Exercise prompt:
The expected result is every entry, retyped character for character.

*** Opening of Entries shown ***

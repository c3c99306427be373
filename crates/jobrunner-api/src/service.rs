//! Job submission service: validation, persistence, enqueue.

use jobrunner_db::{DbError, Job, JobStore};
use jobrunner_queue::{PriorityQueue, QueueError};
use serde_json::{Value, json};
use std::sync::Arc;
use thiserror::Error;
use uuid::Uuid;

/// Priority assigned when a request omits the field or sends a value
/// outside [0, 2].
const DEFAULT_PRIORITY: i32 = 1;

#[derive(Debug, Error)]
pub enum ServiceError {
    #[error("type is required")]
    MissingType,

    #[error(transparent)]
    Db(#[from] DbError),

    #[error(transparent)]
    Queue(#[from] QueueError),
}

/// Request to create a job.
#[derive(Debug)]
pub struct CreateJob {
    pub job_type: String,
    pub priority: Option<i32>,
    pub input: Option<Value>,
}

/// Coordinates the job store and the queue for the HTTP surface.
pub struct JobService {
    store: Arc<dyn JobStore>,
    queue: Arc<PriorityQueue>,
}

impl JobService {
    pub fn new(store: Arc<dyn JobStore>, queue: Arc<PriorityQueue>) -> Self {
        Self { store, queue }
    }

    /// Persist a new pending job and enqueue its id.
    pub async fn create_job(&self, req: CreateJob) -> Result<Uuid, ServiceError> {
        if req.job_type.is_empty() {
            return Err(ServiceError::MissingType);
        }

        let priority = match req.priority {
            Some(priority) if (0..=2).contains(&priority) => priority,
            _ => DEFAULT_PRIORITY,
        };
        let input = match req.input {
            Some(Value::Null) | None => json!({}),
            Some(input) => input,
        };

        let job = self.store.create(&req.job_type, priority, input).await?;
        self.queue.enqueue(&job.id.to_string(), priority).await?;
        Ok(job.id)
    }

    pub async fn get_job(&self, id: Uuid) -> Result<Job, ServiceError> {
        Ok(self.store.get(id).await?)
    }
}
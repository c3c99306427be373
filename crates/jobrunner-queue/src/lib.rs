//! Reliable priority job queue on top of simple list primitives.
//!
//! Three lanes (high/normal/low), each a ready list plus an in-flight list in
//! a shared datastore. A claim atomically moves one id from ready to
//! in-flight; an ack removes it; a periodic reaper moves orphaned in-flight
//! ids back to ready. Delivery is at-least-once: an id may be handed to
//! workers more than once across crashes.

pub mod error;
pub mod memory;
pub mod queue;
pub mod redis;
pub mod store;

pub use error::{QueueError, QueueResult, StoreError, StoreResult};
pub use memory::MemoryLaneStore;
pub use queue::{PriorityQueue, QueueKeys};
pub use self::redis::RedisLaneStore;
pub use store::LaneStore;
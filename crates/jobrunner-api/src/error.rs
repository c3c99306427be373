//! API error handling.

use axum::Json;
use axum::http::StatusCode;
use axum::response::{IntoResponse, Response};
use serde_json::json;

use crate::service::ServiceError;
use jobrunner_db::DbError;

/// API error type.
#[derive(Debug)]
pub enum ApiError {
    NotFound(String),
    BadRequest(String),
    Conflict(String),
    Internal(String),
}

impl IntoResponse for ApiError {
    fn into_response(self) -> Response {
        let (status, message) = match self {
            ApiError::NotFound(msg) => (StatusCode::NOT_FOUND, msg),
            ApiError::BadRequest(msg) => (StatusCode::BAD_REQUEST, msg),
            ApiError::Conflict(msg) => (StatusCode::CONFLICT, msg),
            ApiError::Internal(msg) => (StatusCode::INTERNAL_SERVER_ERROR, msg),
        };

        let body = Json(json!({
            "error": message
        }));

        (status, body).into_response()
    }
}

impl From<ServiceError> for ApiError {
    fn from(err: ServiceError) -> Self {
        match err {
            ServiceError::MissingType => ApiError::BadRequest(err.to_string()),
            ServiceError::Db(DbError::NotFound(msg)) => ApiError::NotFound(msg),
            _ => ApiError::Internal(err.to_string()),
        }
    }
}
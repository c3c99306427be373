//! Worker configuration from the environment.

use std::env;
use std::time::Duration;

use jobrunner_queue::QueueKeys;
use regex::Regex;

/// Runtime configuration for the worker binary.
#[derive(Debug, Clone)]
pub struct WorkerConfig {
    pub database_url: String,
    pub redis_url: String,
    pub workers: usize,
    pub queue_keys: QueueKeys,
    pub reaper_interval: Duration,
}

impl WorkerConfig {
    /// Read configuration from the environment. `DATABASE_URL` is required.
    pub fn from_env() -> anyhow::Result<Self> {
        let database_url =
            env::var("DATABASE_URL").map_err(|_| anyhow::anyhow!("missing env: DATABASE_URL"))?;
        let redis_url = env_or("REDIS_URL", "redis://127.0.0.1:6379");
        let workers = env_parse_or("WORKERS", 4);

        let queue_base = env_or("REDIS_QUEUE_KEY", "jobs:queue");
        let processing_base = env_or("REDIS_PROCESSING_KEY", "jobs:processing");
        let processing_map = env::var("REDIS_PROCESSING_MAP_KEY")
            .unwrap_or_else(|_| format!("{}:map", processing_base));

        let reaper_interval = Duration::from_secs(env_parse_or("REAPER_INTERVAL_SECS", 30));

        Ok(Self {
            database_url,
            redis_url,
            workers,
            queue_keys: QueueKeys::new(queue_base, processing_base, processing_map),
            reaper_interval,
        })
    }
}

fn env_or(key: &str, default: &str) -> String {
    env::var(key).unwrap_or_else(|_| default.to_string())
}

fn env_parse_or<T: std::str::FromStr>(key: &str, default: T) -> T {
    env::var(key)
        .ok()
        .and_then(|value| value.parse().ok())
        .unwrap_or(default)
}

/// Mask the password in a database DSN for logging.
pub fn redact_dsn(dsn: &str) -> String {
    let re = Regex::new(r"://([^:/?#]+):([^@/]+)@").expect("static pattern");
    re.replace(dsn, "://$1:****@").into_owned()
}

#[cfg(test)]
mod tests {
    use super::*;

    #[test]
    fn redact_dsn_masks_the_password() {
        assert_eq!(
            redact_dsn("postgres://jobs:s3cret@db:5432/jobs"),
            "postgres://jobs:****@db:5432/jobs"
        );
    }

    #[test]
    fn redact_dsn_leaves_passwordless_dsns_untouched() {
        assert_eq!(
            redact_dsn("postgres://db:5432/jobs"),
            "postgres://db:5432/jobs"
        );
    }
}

*** Close of Entries shown ***

Answer to the problem:
repository c3c99306427be373
filename crates/jobrunner-api/src/service.rs
//! Job submission service: validation, persistence, enqueue.

use jobrunner_db::{DbError, Job, JobStore};
use jobrunner_queue::{PriorityQueue, QueueError};
use serde_json::{Value, json};
use std::sync::Arc;
use thiserror::Error;
use uuid::Uuid;

/// Priority assigned when a request omits the field or sends a value
/// outside [0, 2].
const DEFAULT_PRIORITY: i32 = 1;

#[derive(Debug, Error)]
pub enum ServiceError {
    #[error("type is required")]
    MissingType,

    #[error(transparent)]
    Db(#[from] DbError),

    #[error(transparent)]
    Queue(#[from] QueueError),
}

/// Request to create a job.
#[derive(Debug)]
pub struct CreateJob {
    pub job_type: String,
    pub priority: Option<i32>,
    pub input: Option<Value>,
}

/// Coordinates the job store and the queue for the HTTP surface.
pub struct JobService {
    store: Arc<dyn JobStore>,
    queue: Arc<PriorityQueue>,
}

impl JobService {
    pub fn new(store: Arc<dyn JobStore>, queue: Arc<PriorityQueue>) -> Self {
        Self { store, queue }
    }

    /// Persist a new pending job and enqueue its id.
    pub async fn create_job(&self, req: CreateJob) -> Result<Uuid, ServiceError> {
        if req.job_type.is_empty() {
            return Err(ServiceError::MissingType);
        }

        let priority = match req.priority {
            Some(priority) if (0..=2).contains(&priority) => priority,
            _ => DEFAULT_PRIORITY,
        };
        let input = match req.input {
            Some(Value::Null) | None => json!({}),
            Some(input) => input,
        };

        let job = self.store.create(&req.job_type, priority, input).await?;
        self.queue.enqueue(&job.id.to_string(), priority).await?;
        Ok(job.id)
    }

    pub async fn get_job(&self, id: Uuid) -> Result<Job, ServiceError> {
        Ok(self.store.get(id).await?)
    }
}
repository c3c99306427be373
filename crates/jobrunner-queue/src/lib.rs
//! Reliable priority job queue on top of simple list primitives.
//!
//! Three lanes (high/normal/low), each a ready list plus an in-flight list in
//! a shared datastore. A claim atomically moves one id from ready to
//! in-flight; an ack removes it; a periodic reaper moves orphaned in-flight
//! ids back to ready. Delivery is at-least-once: an id may be handed to
//! workers more than once across crashes.

pub mod error;
pub mod memory;
pub mod queue;
pub mod redis;
pub mod store;

pub use error::{QueueError, QueueResult, StoreError, StoreResult};
pub use memory::MemoryLaneStore;
pub use queue::{PriorityQueue, QueueKeys};
pub use self::redis::RedisLaneStore;
pub use store::LaneStore;
filename crates/jobrunner-api/src/error.rs
repository c3c99306427be373
//! API error handling.

use axum::Json;
use axum::http::StatusCode;
use axum::response::{IntoResponse, Response};
use serde_json::json;

use crate::service::ServiceError;
use jobrunner_db::DbError;

/// API error type.
#[derive(Debug)]
pub enum ApiError {
    NotFound(String),
    BadRequest(String),
    Conflict(String),
    Internal(String),
}

impl IntoResponse for ApiError {
    fn into_response(self) -> Response {
        let (status, message) = match self {
            ApiError::NotFound(msg) => (StatusCode::NOT_FOUND, msg),
            ApiError::BadRequest(msg) => (StatusCode::BAD_REQUEST, msg),
            ApiError::Conflict(msg) => (StatusCode::CONFLICT, msg),
            ApiError::Internal(msg) => (StatusCode::INTERNAL_SERVER_ERROR, msg),
        };

        let body = Json(json!({
            "error": message
        }));

        (status, body).into_response()
    }
}

impl From<ServiceError> for ApiError {
    fn from(err: ServiceError) -> Self {
        match err {
            ServiceError::MissingType => ApiError::BadRequest(err.to_string()),
            ServiceError::Db(DbError::NotFound(msg)) => ApiError::NotFound(msg),
            _ => ApiError::Internal(err.to_string()),
        }
    }
}
repository c3c99306427be373
//! Worker configuration from the environment.

use std::env;
use std::time::Duration;

use jobrunner_queue::QueueKeys;
use regex::Regex;

/// Runtime configuration for the worker binary.
#[derive(Debug, Clone)]
pub struct WorkerConfig {
    pub database_url: String,
    pub redis_url: String,
    pub workers: usize,
    pub queue_keys: QueueKeys,
    pub reaper_interval: Duration,
}

impl WorkerConfig {
    /// Read configuration from the environment. `DATABASE_URL` is required.
    pub fn from_env() -> anyhow::Result<Self> {
        let database_url =
            env::var("DATABASE_URL").map_err(|_| anyhow::anyhow!("missing env: DATABASE_URL"))?;
        let redis_url = env_or("REDIS_URL", "redis://127.0.0.1:6379");
        let workers = env_parse_or("WORKERS", 4);

        let queue_base = env_or("REDIS_QUEUE_KEY", "jobs:queue");
        let processing_base = env_or("REDIS_PROCESSING_KEY", "jobs:processing");
        let processing_map = env::var("REDIS_PROCESSING_MAP_KEY")
            .unwrap_or_else(|_| format!("{}:map", processing_base));

        let reaper_interval = Duration::from_secs(env_parse_or("REAPER_INTERVAL_SECS", 30));

        Ok(Self {
            database_url,
            redis_url,
            workers,
            queue_keys: QueueKeys::new(queue_base, processing_base, processing_map),
            reaper_interval,
        })
    }
}

fn env_or(key: &str, default: &str) -> String {
    env::var(key).unwrap_or_else(|_| default.to_string())
}

fn env_parse_or<T: std::str::FromStr>(key: &str, default: T) -> T {
    env::var(key)
        .ok()
        .and_then(|value| value.parse().ok())
        .unwrap_or(default)
}

/// Mask the password in a database DSN for logging.
pub fn redact_dsn(dsn: &str) -> String {
    let re = Regex::new(r"://([^:/?#]+):([^@/]+)@").expect("static pattern");
    re.replace(dsn, "://$1:****@").into_owned()
}

#[cfg(test)]
mod tests {
    use super::*;

    #[test]
    fn redact_dsn_masks_the_password() {
        assert_eq!(
            redact_dsn("postgres://jobs:s3cret@db:5432/jobs"),
            "postgres://jobs:****@db:5432/jobs"
        );
    }

    #[test]
    fn redact_dsn_leaves_passwordless_dsns_untouched() {
        assert_eq!(
            redact_dsn("postgres://db:5432/jobs"),
            "postgres://db:5432/jobs"
        );
    }
}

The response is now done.